A quiet day on the Escatawpa River

My little one and I went to the beach on the river today (yes, we social distanced). I began to think about the “good old days.” Honestly, I was sad. Life is always an ebb and flow of mountains and valleys, but sometimes the valleys seem to be more in number and mountains harder to climb. I am not what is referred to as a “fish”. I grew up landlocked, cried at swimming lessons, and always preferred mountains over the beach. But for some reason many of my most precious memories revolve around some sort of water.

My Mamaw used to take me fishing when I was very young, probably four or five years old. She baited the hook with real worms. I wore a bonnet that she sewed to keep the sun at bay. This is probably one of my earliest memories about water and I miss her always. I remember going to Destin, Florida, as a child and not once worrying about sharks,jellyfish, sunburns, social distancing, or flesh eating amoebas. Good times they were. My little brothers would toddle around under a tent with my parents and I spent hours riding the waves. Summers were spent on the Ross Barnett Reservoir. We had a camper and there was nothing as exciting as seeing my dad pull up to the driveway with the camper out of storage. These memories include fun times with my two younger brothers and miles and miles of riding bikes around the campground.

As I got more mature (alright, alright…older), weekends were spent at Rapids on the Reservior and three Coke product drink tabs got me into Waterland for free. That wave pool was the best. Then, in college I remember the first time I told my husband (then boyfriend) I loved him. We were on Sand Island (one of my first introductions to Coast life). He had already used those three words a couple of months before, but I needed a little time… he was quite surprised and we were so young and carefree. The same summer, he popped the question in Cancun… on the beach, of course. We had two children and took them to the beach on the river where we live and tubing, of course. They learned to swim in that cold water. One time, my daughter’s tooth got cracked when she and our older son collided as they fell off the tube.

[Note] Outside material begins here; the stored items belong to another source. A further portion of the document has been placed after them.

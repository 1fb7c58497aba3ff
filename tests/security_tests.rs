//! Security-focused tests for pgp-engine
//!
//! These tests cover key parameter floors, passphrase handling, secret
//! redaction, size limits and rejection of hostile key material.

mod common;

use common::{keypair, public};
use pgp_engine::{
    armor::{encode_packets, ArmorOptions, ArmorType},
    crypto::{
        generate_keypair, password::S2k, rsa_public_key, HashAlgorithm, KeyGenOptions, Password,
        PrivateKey, ProtectionParams, PublicKey,
    },
    encrypt,
    packet::{Mpi, PacketBody, PublicKeyPacket, SecretKeyPacket, UserIdPacket},
    sign,
    validation::{Validator, MAX_MESSAGE_SIZE, MAX_USER_ID_LENGTH},
    PgpError,
};
use rand::rngs::OsRng;

#[test]
fn test_weak_key_sizes_rejected() {
    for bits in [0, 512, 768, 1000, 2000, 3000] {
        let result = generate_keypair(&KeyGenOptions::rsa(bits, "weak@example.com"), &mut OsRng);
        assert!(
            matches!(result, Err(PgpError::WeakKeyParameters(_))),
            "{}-bit key was not rejected as weak",
            bits
        );
    }
    assert!(matches!(
        generate_keypair(&KeyGenOptions::rsa(8192, "big@example.com"), &mut OsRng),
        Err(PgpError::InvalidInput(_))
    ));
}

#[test]
fn test_unsupported_key_type_rejected() {
    for json in [
        r#"{"keyType":"ECC","userId":"a@example.com","unlocked":true}"#,
        r#"{"keyType":"dsa","userId":"a@example.com","unlocked":true}"#,
        r#"{"keyType":22,"userId":"a@example.com","unlocked":true}"#,
    ] {
        assert!(matches!(
            KeyGenOptions::from_json(json),
            Err(PgpError::UnsupportedKeyType(_))
        ));
    }
}

#[test]
fn test_unlocked_option_is_explicit() {
    let missing_passphrase =
        KeyGenOptions::from_json(r#"{"keyType":"RSA","numBits":1024,"userId":"a@example.com"}"#)
            .unwrap();
    assert!(matches!(
        generate_keypair(&missing_passphrase, &mut OsRng),
        Err(PgpError::InvalidInput(_))
    ));

    let contradictory = KeyGenOptions::from_json(
        r#"{"numBits":1024,"userId":"a@example.com","unlocked":true,"passphrase":"pw"}"#,
    )
    .unwrap();
    assert!(matches!(
        generate_keypair(&contradictory, &mut OsRng),
        Err(PgpError::InvalidInput(_))
    ));

    let empty = KeyGenOptions::rsa(1024, "a@example.com").with_passphrase("");
    assert!(matches!(
        generate_keypair(&empty, &mut OsRng),
        Err(PgpError::InvalidInput(_))
    ));
}

#[test]
fn test_secrets_not_in_debug_output() {
    let password = Password::from("very secret passphrase");
    assert!(!format!("{:?}", password).contains("very secret"));

    let private = keypair(0).private_key();
    let debug = format!("{:?}", private);
    assert!(debug.contains("locked"));
    assert!(!debug.contains("Mpi"));

    let options = KeyGenOptions::rsa(1024, "a@example.com").with_passphrase("hunter2");
    assert!(!format!("{:?}", options).contains("hunter2"));
}

/// Every S2K mode locks and unlocks, and a wrong passphrase always fails cleanly
#[test]
fn test_passphrase_protection_modes() {
    let private = keypair(1).private_key();
    let password = Password::from("pass phrase");
    for hash in [HashAlgorithm::Sha1, HashAlgorithm::Sha256, HashAlgorithm::Sha512] {
        let protection = ProtectionParams {
            s2k_hash: hash,
            s2k_count: 0x10,
        };
        let locked = private.lock_with(&password, &protection, &mut OsRng).unwrap();
        let reparsed = PrivateKey::from_armored(&locked.to_armored()).unwrap();

        for wrong in ["", "pass phrase ", "Pass phrase", "pass"] {
            assert!(matches!(
                reparsed.unlock(&Password::from(wrong)),
                Err(PgpError::WrongPassphrase)
            ));
        }
        let unlocked = reparsed.unlock(&password).unwrap();
        assert!(sign(b"x", &unlocked, &mut OsRng).is_ok());
    }
}

#[test]
fn test_locked_key_material_is_encrypted() {
    let password = Password::from("pw");
    let locked = keypair(2).private_key().lock(&password, &mut OsRng).unwrap();
    let packet = locked.to_packets()[0].parse_body::<SecretKeyPacket>().unwrap();
    match packet.secret {
        pgp_engine::packet::SecretKeyMaterial::Encrypted { usage, s2k, .. } => {
            assert_eq!(usage, 254);
            assert!(matches!(s2k, S2k::IteratedSalted { .. }));
        }
        other => panic!("locked key exported as {:?}", other),
    }
}

#[test]
fn test_oversized_message_rejected() {
    let oversized = vec![0u8; MAX_MESSAGE_SIZE + 1];
    match encrypt(&oversized, &[public(0)], &mut OsRng) {
        Err(PgpError::Validation(msg)) => assert!(msg.contains("Message too large")),
        other => panic!("expected a validation error, got {:?}", other.map(|s| s.len())),
    }
}

#[test]
fn test_user_id_limits() {
    assert!(Validator::validate_user_id("Alice <alice@example.com>").is_ok());
    assert!(Validator::validate_user_id("").is_err());
    assert!(Validator::validate_user_id(&"a".repeat(MAX_USER_ID_LENGTH + 1)).is_err());
    assert!(Validator::validate_user_id("evil\0user").is_err());
    assert!(UserIdPacket::from_bytes(&[0xFF, 0xFE]).is_err());
}

fn key_block_with(packet: PublicKeyPacket) -> String {
    let user_id = UserIdPacket::new("hostile@example.com").unwrap();
    encode_packets(
        &[packet.to_packet(), user_id.to_packet()],
        &ArmorType::PublicKey,
        &ArmorOptions::bare(),
    )
}

/// Hostile RSA parameters never reach an RSA operation
#[test]
fn test_hostile_public_keys_rejected() {
    let genuine = keypair(0).public_key().packet().clone();

    let mut small = genuine.clone();
    small.n = Mpi::from_slice(&[0xC5; 64]);
    let mut even_exponent = genuine.clone();
    even_exponent.e = Mpi::from_slice(&[2]);
    let mut huge = genuine.clone();
    huge.n = Mpi::from_slice(&[0xFF; 1025]);

    // A 512-bit modulus behind 64 zero bytes, declared as 1024 bits
    let mut encoded = vec![0x04, 0x00];
    encoded.extend_from_slice(&[0x00; 64]);
    encoded.extend_from_slice(&[0xC5; 64]);
    let mut padded = genuine.clone();
    padded.n = Mpi::parse(&encoded, 0).unwrap().0;

    for packet in [&small, &even_exponent, &huge, &padded] {
        assert!(matches!(
            rsa_public_key(packet),
            Err(PgpError::InvalidPublicKey(_))
        ));
    }
    rsa_public_key(&genuine).unwrap();

    for packet in [small, even_exponent, huge, padded, genuine] {
        assert!(matches!(
            PublicKey::from_armored(&key_block_with(packet)),
            Err(PgpError::InvalidPublicKey(_))
        ));
    }
}

#[test]
fn test_distinct_keys_have_distinct_identifiers() {
    let ids: Vec<_> = (0..3).map(|i| keypair(i).key_id()).collect();
    assert_ne!(ids[0], ids[1]);
    assert_ne!(ids[1], ids[2]);
    assert_ne!(ids[0], ids[2]);
    assert_ne!(keypair(0).fingerprint(), keypair(1).fingerprint());
}

#[test]
fn test_ciphertexts_are_randomized() {
    let a = encrypt(b"same plaintext", &[public(0)], &mut OsRng).unwrap();
    let b = encrypt(b"same plaintext", &[public(0)], &mut OsRng).unwrap();
    assert_ne!(a, b);
}

#[test]
fn test_only_unknown_packets_are_recoverable() {
    assert!(PgpError::UnknownPacketTag(60).is_recoverable());
    assert!(!PgpError::ChecksumMismatch { expected: 1, actual: 2 }.is_recoverable());
    assert!(!PgpError::IntegrityCheckFailed("mdc".into()).is_recoverable());
    assert!(!PgpError::NoValidSignature.is_recoverable());
}
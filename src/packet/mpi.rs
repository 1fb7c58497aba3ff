//! Multiprecision integers (RFC 4880 §3.2).
//!
//! An MPI is a two-octet bit count followed by the big-endian magnitude.
//! The declared bit count is kept verbatim so that a parsed value
//! re-encodes to exactly the bytes it came from.

use crate::error::{PgpError, Result};
use crate::validation::Validator;
use rsa::BigUint;
use std::fmt;
use zeroize::Zeroize;

/// A multiprecision integer as stored in packets
#[derive(Clone, PartialEq, Eq, Zeroize)]
pub struct Mpi {
    /// Declared bit length
    bits: u16,
    /// Big-endian magnitude, `ceil(bits / 8)` bytes long
    value: Vec<u8>,
}

impl fmt::Debug for Mpi {
    fn fmt(&self, f: &mut fmt::Formatter<'_>) -> fmt::Result {
        f.debug_struct("Mpi").field("bits", &self.bits).finish()
    }
}

fn bit_length(bytes: &[u8]) -> usize {
    match bytes.first() {
        None => 0,
        Some(&first) => (bytes.len() - 1) * 8 + (8 - first.leading_zeros() as usize),
    }
}

impl Mpi {
    /// Creates a canonical MPI from big-endian bytes, stripping leading zeros.
    pub fn from_slice(bytes: &[u8]) -> Self {
        let offset = bytes.iter().take_while(|&&b| b == 0).count();
        let value = bytes[offset..].to_vec();
        let bits = bit_length(&value) as u16;
        Self { bits, value }
    }

    /// Creates a canonical MPI from a big integer
    pub fn from_biguint(n: &BigUint) -> Self {
        let mut bytes = n.to_bytes_be();
        let mpi = Self::from_slice(&bytes);
        bytes.zeroize();
        mpi
    }

    /// Converts the magnitude into a big integer
    pub fn to_biguint(&self) -> BigUint {
        BigUint::from_bytes_be(&self.value)
    }

    /// Declared bit length
    pub fn bits(&self) -> u16 {
        self.bits
    }

    /// Big-endian magnitude bytes
    pub fn as_bytes(&self) -> &[u8] {
        &self.value
    }

    /// Magnitude left-padded with zeros to `len` bytes.
    ///
    /// Values longer than `len` are returned unchanged.
    pub fn to_padded(&self, len: usize) -> Vec<u8> {
        let significant = &self.value[self.value.iter().take_while(|&&b| b == 0).count()..];
        if significant.len() >= len {
            return significant.to_vec();
        }
        let mut out = vec![0u8; len - significant.len()];
        out.extend_from_slice(significant);
        out
    }

    /// Number of bytes this MPI occupies on the wire
    pub fn encoded_len(&self) -> usize {
        2 + self.value.len()
    }

    /// Append the wire encoding to `out`
    pub fn write_to(&self, out: &mut Vec<u8>) {
        out.extend_from_slice(&self.bits.to_be_bytes());
        out.extend_from_slice(&self.value);
    }

    /// Wire encoding
    pub fn to_bytes(&self) -> Vec<u8> {
        let mut out = Vec::with_capacity(self.encoded_len());
        self.write_to(&mut out);
        out
    }

    /// Parse an MPI at `offset`, returning it and the bytes consumed
    pub fn parse(data: &[u8], offset: usize) -> Result<(Self, usize)> {
        let bits = Validator::validate_u16_from_bytes(data, offset)?;
        let byte_len = (bits as usize).div_ceil(8);
        let value = Validator::validate_slice_extraction(data, offset + 2, byte_len)
            .map_err(|_| {
                PgpError::truncated(format!(
                    "MPI declares {} bits but only {} bytes remain",
                    bits,
                    data.len().saturating_sub(offset + 2)
                ))
            })?
            .to_vec();

        if bit_length(&value) > bits as usize {
            return Err(PgpError::validation(format!(
                "MPI value exceeds its declared {} bits",
                bits
            )));
        }

        Ok((Self { bits, value }, 2 + byte_len))
    }
}

/// Sequential reader over a packet body, used by the typed parsers.
pub(crate) struct BodyReader<'a> {
    data: &'a [u8],
    offset: usize,
}

impl<'a> BodyReader<'a> {
    pub(crate) fn new(data: &'a [u8]) -> Self {
        Self { data, offset: 0 }
    }

    pub(crate) fn offset(&self) -> usize {
        self.offset
    }

    pub(crate) fn remaining(&self) -> &'a [u8] {
        &self.data[self.offset..]
    }

    pub(crate) fn is_empty(&self) -> bool {
        self.offset >= self.data.len()
    }

    pub(crate) fn u8(&mut self) -> Result<u8> {
        let v = Validator::validate_u8_from_bytes(self.data, self.offset)?;
        self.offset += 1;
        Ok(v)
    }

    pub(crate) fn u16(&mut self) -> Result<u16> {
        let v = Validator::validate_u16_from_bytes(self.data, self.offset)?;
        self.offset += 2;
        Ok(v)
    }

    pub(crate) fn u32(&mut self) -> Result<u32> {
        let v = Validator::validate_u32_from_bytes(self.data, self.offset)?;
        self.offset += 4;
        Ok(v)
    }

    pub(crate) fn take(&mut self, len: usize) -> Result<&'a [u8]> {
        let v = Validator::validate_slice_extraction(self.data, self.offset, len)?;
        self.offset += len;
        Ok(v)
    }

    pub(crate) fn mpi(&mut self) -> Result<Mpi> {
        let (mpi, consumed) = Mpi::parse(self.data, self.offset)?;
        self.offset += consumed;
        Ok(mpi)
    }

    pub(crate) fn rest(&mut self) -> &'a [u8] {
        let rest = &self.data[self.offset.min(self.data.len())..];
        self.offset = self.data.len();
        rest
    }
}
//! Signature (tag 2) and One-Pass Signature (tag 4) packets.
//!
//! Only version 4 signatures are produced and accepted. The hashed subpacket
//! area and the trailer returned by [`SignaturePacket::hash_trailer`] are what
//! the digest covers after the signed data itself.

use super::mpi::{BodyReader, Mpi};
use super::{PacketBody, PacketType};
use crate::crypto::{Fingerprint, HashAlgorithm, KeyId, PublicKeyAlgorithm};
use crate::error::{PgpError, Result};

/// Signature types (RFC 4880 §5.2.1)
#[derive(Debug, Clone, Copy, PartialEq, Eq, Hash)]
pub enum SignatureType {
    /// Signature of a binary document
    Binary,
    /// Signature of a canonical text document
    Text,
    /// Generic certification of a User ID
    GenericCertification,
    /// Persona certification
    PersonaCertification,
    /// Casual certification
    CasualCertification,
    /// Positive certification, used for self-signatures
    PositiveCertification,
    /// Binding of a subkey to its primary key
    SubkeyBinding,
    /// Any other type, carried through unchanged
    Other(u8),
}

impl SignatureType {
    /// Convert signature type to byte value
    pub fn to_byte(self) -> u8 {
        match self {
            Self::Binary => 0x00,
            Self::Text => 0x01,
            Self::GenericCertification => 0x10,
            Self::PersonaCertification => 0x11,
            Self::CasualCertification => 0x12,
            Self::PositiveCertification => 0x13,
            Self::SubkeyBinding => 0x18,
            Self::Other(b) => b,
        }
    }

    /// Convert byte value to signature type
    pub fn from_byte(byte: u8) -> Self {
        match byte {
            0x00 => Self::Binary,
            0x01 => Self::Text,
            0x10 => Self::GenericCertification,
            0x11 => Self::PersonaCertification,
            0x12 => Self::CasualCertification,
            0x13 => Self::PositiveCertification,
            0x18 => Self::SubkeyBinding,
            other => Self::Other(other),
        }
    }

    /// Whether this type binds a User ID to a key
    pub fn is_certification(self) -> bool {
        matches!(
            self,
            Self::GenericCertification
                | Self::PersonaCertification
                | Self::CasualCertification
                | Self::PositiveCertification
        )
    }

    /// Whether this type signs document data
    pub fn is_document(self) -> bool {
        matches!(self, Self::Binary | Self::Text)
    }
}

/// Key flag bits (RFC 4880 §5.2.3.21)
pub mod key_flags {
    /// May certify other keys
    pub const CERTIFY: u8 = 0x01;
    /// May sign data
    pub const SIGN: u8 = 0x02;
    /// May encrypt communications
    pub const ENCRYPT_COMMUNICATIONS: u8 = 0x04;
    /// May encrypt storage
    pub const ENCRYPT_STORAGE: u8 = 0x08;
}

/// Signature subpackets this engine interprets; everything else is kept raw
#[derive(Debug, Clone, PartialEq, Eq)]
pub enum Subpacket {
    /// Signature creation time (type 2)
    SignatureCreationTime(u32),
    /// Preferred symmetric algorithms (type 11)
    PreferredSymmetric(Vec<u8>),
    /// Issuer key id (type 16)
    Issuer(KeyId),
    /// Preferred hash algorithms (type 21)
    PreferredHash(Vec<u8>),
    /// Key flags (type 27), first octet only
    KeyFlags(u8),
    /// Issuer fingerprint (type 33, key version 4)
    IssuerFingerprint(Fingerprint),
    /// Uninterpreted subpacket
    Unknown {
        /// Subpacket type without the critical bit
        tag: u8,
        /// Critical bit
        critical: bool,
        /// Raw body
        data: Vec<u8>,
    },
}

impl Subpacket {
    fn tag(&self) -> u8 {
        match self {
            Self::SignatureCreationTime(_) => 2,
            Self::PreferredSymmetric(_) => 11,
            Self::Issuer(_) => 16,
            Self::PreferredHash(_) => 21,
            Self::KeyFlags(_) => 27,
            Self::IssuerFingerprint(_) => 33,
            Self::Unknown { tag, .. } => *tag,
        }
    }

    fn body(&self) -> Vec<u8> {
        match self {
            Self::SignatureCreationTime(t) => t.to_be_bytes().to_vec(),
            Self::PreferredSymmetric(algos) | Self::PreferredHash(algos) => algos.clone(),
            Self::Issuer(id) => id.as_bytes().to_vec(),
            Self::KeyFlags(flags) => vec![*flags],
            Self::IssuerFingerprint(fp) => {
                let mut body = vec![4];
                body.extend_from_slice(fp.as_bytes());
                body
            }
            Self::Unknown { data, .. } => data.clone(),
        }
    }

    /// Whether the subpacket is unknown and flagged critical
    pub fn is_unknown_critical(&self) -> bool {
        matches!(self, Self::Unknown { critical: true, .. })
    }

    fn write_to(&self, out: &mut Vec<u8>) {
        let body = self.body();
        let len = body.len() + 1;
        if len < 192 {
            out.push(len as u8);
        } else if len < 8384 {
            let encoded = len - 192;
            out.push(192 + (encoded >> 8) as u8);
            out.push((encoded & 0xFF) as u8);
        } else {
            out.push(0xFF);
            out.extend_from_slice(&(len as u32).to_be_bytes());
        }
        let critical = matches!(self, Self::Unknown { critical: true, .. });
        out.push(self.tag() | if critical { 0x80 } else { 0 });
        out.extend_from_slice(&body);
    }

    fn read(reader: &mut BodyReader<'_>) -> Result<Self> {
        let first = reader.u8()?;
        let len = match first {
            0..=191 => first as usize,
            192..=254 => ((first as usize - 192) << 8) + reader.u8()? as usize + 192,
            255 => reader.u32()? as usize,
        };
        if len == 0 {
            return Err(PgpError::validation("Empty signature subpacket"));
        }
        let type_octet = reader.u8()?;
        let data = reader.take(len - 1)?;
        let critical = type_octet & 0x80 != 0;
        let tag = type_octet & 0x7F;

        let exact = |want: usize| -> Result<()> {
            if data.len() == want {
                Ok(())
            } else {
                Err(PgpError::validation(format!(
                    "Subpacket {} has length {}, expected {}",
                    tag,
                    data.len(),
                    want
                )))
            }
        };

        Ok(match tag {
            2 => {
                exact(4)?;
                Self::SignatureCreationTime(u32::from_be_bytes([data[0], data[1], data[2], data[3]]))
            }
            11 => Self::PreferredSymmetric(data.to_vec()),
            16 => {
                exact(8)?;
                let mut id = [0u8; 8];
                id.copy_from_slice(data);
                Self::Issuer(KeyId(id))
            }
            21 => Self::PreferredHash(data.to_vec()),
            27 if data.len() == 1 => Self::KeyFlags(data[0]),
            33 if data.first() == Some(&4) => {
                exact(21)?;
                let mut fp = [0u8; 20];
                fp.copy_from_slice(&data[1..]);
                Self::IssuerFingerprint(Fingerprint(fp))
            }
            _ => Self::Unknown {
                tag,
                critical,
                data: data.to_vec(),
            },
        })
    }
}

/// Encode a subpacket area without its two-octet length
pub fn encode_subpackets(subpackets: &[Subpacket]) -> Vec<u8> {
    let mut area = Vec::new();
    for subpacket in subpackets {
        subpacket.write_to(&mut area);
    }
    area
}

fn read_subpacket_area<'a>(reader: &mut BodyReader<'a>) -> Result<(Vec<Subpacket>, &'a [u8])> {
    let len = reader.u16()? as usize;
    let raw = reader.take(len)?;
    let mut area = BodyReader::new(raw);
    let mut subpackets = Vec::new();
    while !area.is_empty() {
        subpackets.push(Subpacket::read(&mut area)?);
    }
    Ok((subpackets, raw))
}

/// Version 4 signature packet body (RFC 4880 §5.2.3)
///
/// The hashed area is kept exactly as received so that signatures made by
/// other implementations hash the same bytes they signed.
#[derive(Debug, Clone, PartialEq, Eq)]
pub struct SignaturePacket {
    /// What the signature covers
    pub sig_type: SignatureType,
    /// Signing algorithm
    pub pk_algorithm: PublicKeyAlgorithm,
    /// Digest algorithm
    pub hash_algorithm: HashAlgorithm,
    hashed: Vec<Subpacket>,
    hashed_area: Vec<u8>,
    /// Advisory subpackets outside the signature
    pub unhashed: Vec<Subpacket>,
    /// Leftmost 16 bits of the signed digest
    pub hash_prefix: [u8; 2],
    /// RSA signature value `m^d mod n`
    pub signature: Mpi,
}

impl SignaturePacket {
    /// Packet version written by this engine
    pub const VERSION: u8 = 4;

    /// Assemble a signature from its parts
    pub fn new(
        sig_type: SignatureType,
        pk_algorithm: PublicKeyAlgorithm,
        hash_algorithm: HashAlgorithm,
        hashed: Vec<Subpacket>,
        unhashed: Vec<Subpacket>,
        hash_prefix: [u8; 2],
        signature: Mpi,
    ) -> Self {
        let hashed_area = encode_subpackets(&hashed);
        Self {
            sig_type,
            pk_algorithm,
            hash_algorithm,
            hashed,
            hashed_area,
            unhashed,
            hash_prefix,
            signature,
        }
    }

    /// Subpackets covered by the signature
    pub fn hashed(&self) -> &[Subpacket] {
        &self.hashed
    }

    /// The bytes hashed after the signed data: version, type, algorithms,
    /// hashed subpackets and the final `0x04 0xFF` length trailer.
    pub fn hash_trailer(&self) -> Vec<u8> {
        Self::trailer_for(
            self.sig_type,
            self.pk_algorithm,
            self.hash_algorithm,
            &self.hashed_area,
        )
    }

    /// Hash trailer for an encoded hashed area
    pub fn trailer_for(
        sig_type: SignatureType,
        pk_algorithm: PublicKeyAlgorithm,
        hash_algorithm: HashAlgorithm,
        hashed_area: &[u8],
    ) -> Vec<u8> {
        let mut trailer = Vec::with_capacity(12 + hashed_area.len());
        trailer.push(Self::VERSION);
        trailer.push(sig_type.to_byte());
        trailer.push(pk_algorithm.to_byte());
        trailer.push(hash_algorithm.to_byte());
        trailer.extend_from_slice(&(hashed_area.len() as u16).to_be_bytes());
        trailer.extend_from_slice(hashed_area);

        let hashed_len = trailer.len() as u32;
        trailer.push(Self::VERSION);
        trailer.push(0xFF);
        trailer.extend_from_slice(&hashed_len.to_be_bytes());
        trailer
    }

    fn all_subpackets(&self) -> impl Iterator<Item = &Subpacket> {
        self.hashed.iter().chain(self.unhashed.iter())
    }

    /// Issuer key id from the issuer or issuer-fingerprint subpacket
    pub fn issuer(&self) -> Option<KeyId> {
        self.all_subpackets().find_map(|sp| match sp {
            Subpacket::Issuer(id) => Some(*id),
            Subpacket::IssuerFingerprint(fp) => Some(fp.key_id()),
            _ => None,
        })
    }

    /// Issuer fingerprint, if present
    pub fn issuer_fingerprint(&self) -> Option<Fingerprint> {
        self.all_subpackets().find_map(|sp| match sp {
            Subpacket::IssuerFingerprint(fp) => Some(*fp),
            _ => None,
        })
    }

    /// Creation time from the hashed area
    pub fn created(&self) -> Option<u32> {
        self.hashed.iter().find_map(|sp| match sp {
            Subpacket::SignatureCreationTime(t) => Some(*t),
            _ => None,
        })
    }

    /// Key flags from the hashed area
    pub fn key_flags(&self) -> Option<u8> {
        self.hashed.iter().find_map(|sp| match sp {
            Subpacket::KeyFlags(flags) => Some(*flags),
            _ => None,
        })
    }

    /// Whether the hashed area carries a critical subpacket we cannot interpret
    pub fn has_unknown_critical(&self) -> bool {
        self.hashed.iter().any(Subpacket::is_unknown_critical)
    }
}

impl PacketBody for SignaturePacket {
    const TAG: PacketType = PacketType::Signature;

    fn to_bytes(&self) -> Vec<u8> {
        let hashed = &self.hashed_area;
        let unhashed = encode_subpackets(&self.unhashed);
        let mut out = Vec::with_capacity(10 + hashed.len() + unhashed.len() + self.signature.encoded_len());
        out.push(Self::VERSION);
        out.push(self.sig_type.to_byte());
        out.push(self.pk_algorithm.to_byte());
        out.push(self.hash_algorithm.to_byte());
        out.extend_from_slice(&(hashed.len() as u16).to_be_bytes());
        out.extend_from_slice(hashed);
        out.extend_from_slice(&(unhashed.len() as u16).to_be_bytes());
        out.extend_from_slice(&unhashed);
        out.extend_from_slice(&self.hash_prefix);
        self.signature.write_to(&mut out);
        out
    }

    fn from_bytes(data: &[u8]) -> Result<Self> {
        let mut reader = BodyReader::new(data);
        let version = reader.u8()?;
        if version != Self::VERSION {
            return Err(PgpError::validation(format!(
                "Unsupported signature version {}",
                version
            )));
        }
        let sig_type = SignatureType::from_byte(reader.u8()?);
        let pk_algorithm = PublicKeyAlgorithm::from_byte(reader.u8()?)?;
        let hash_algorithm = HashAlgorithm::from_byte(reader.u8()?)?;
        let (hashed, hashed_area) = read_subpacket_area(&mut reader)?;
        let (unhashed, _) = read_subpacket_area(&mut reader)?;
        let prefix = reader.take(2)?;
        let signature = reader.mpi()?;
        if !reader.is_empty() {
            return Err(PgpError::validation("Trailing bytes after signature"));
        }

        Ok(Self {
            sig_type,
            pk_algorithm,
            hash_algorithm,
            hashed,
            hashed_area: hashed_area.to_vec(),
            unhashed,
            hash_prefix: [prefix[0], prefix[1]],
            signature,
        })
    }
}

/// One-pass signature packet body (RFC 4880 §5.4)
#[derive(Debug, Clone, PartialEq, Eq)]
pub struct OnePassSignaturePacket {
    /// Type of the signature that follows the data
    pub sig_type: SignatureType,
    /// Digest algorithm
    pub hash_algorithm: HashAlgorithm,
    /// Signing algorithm
    pub pk_algorithm: PublicKeyAlgorithm,
    /// Key id of the signer
    pub key_id: KeyId,
    /// False when another one-pass signature follows (nested)
    pub last: bool,
}

impl PacketBody for OnePassSignaturePacket {
    const TAG: PacketType = PacketType::OnePassSignature;

    fn to_bytes(&self) -> Vec<u8> {
        let mut out = Vec::with_capacity(13);
        out.push(3);
        out.push(self.sig_type.to_byte());
        out.push(self.hash_algorithm.to_byte());
        out.push(self.pk_algorithm.to_byte());
        out.extend_from_slice(self.key_id.as_bytes());
        out.push(u8::from(self.last));
        out
    }

    fn from_bytes(data: &[u8]) -> Result<Self> {
        let mut reader = BodyReader::new(data);
        let version = reader.u8()?;
        if version != 3 {
            return Err(PgpError::validation(format!(
                "Unsupported one-pass signature version {}",
                version
            )));
        }
        let sig_type = SignatureType::from_byte(reader.u8()?);
        let hash_algorithm = HashAlgorithm::from_byte(reader.u8()?)?;
        let pk_algorithm = PublicKeyAlgorithm::from_byte(reader.u8()?)?;
        let mut id = [0u8; 8];
        id.copy_from_slice(reader.take(8)?);
        let last = reader.u8()? != 0;

        Ok(Self {
            sig_type,
            hash_algorithm,
            pk_algorithm,
            key_id: KeyId(id),
            last,
        })
    }
}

Sometimes I pine for those days in the past, and that is okay because it means they were good days. Not that these days aren’t full of good things, as well. This year, my two teenagers worked at our family’s campground down the road taking up money and filling ice cream orders at the window… the same campground where my husband would throw them in the water off his shoulders after a long day at work. My little one and I watched the annual fireworks at the campground, too. I have loved being home with him during these strange times…I have a feeling that I will pine for the current days in the future, as well. There is a pandemic. There are protests. I am not as young as I used to be. But I have my family and memories of today on the water.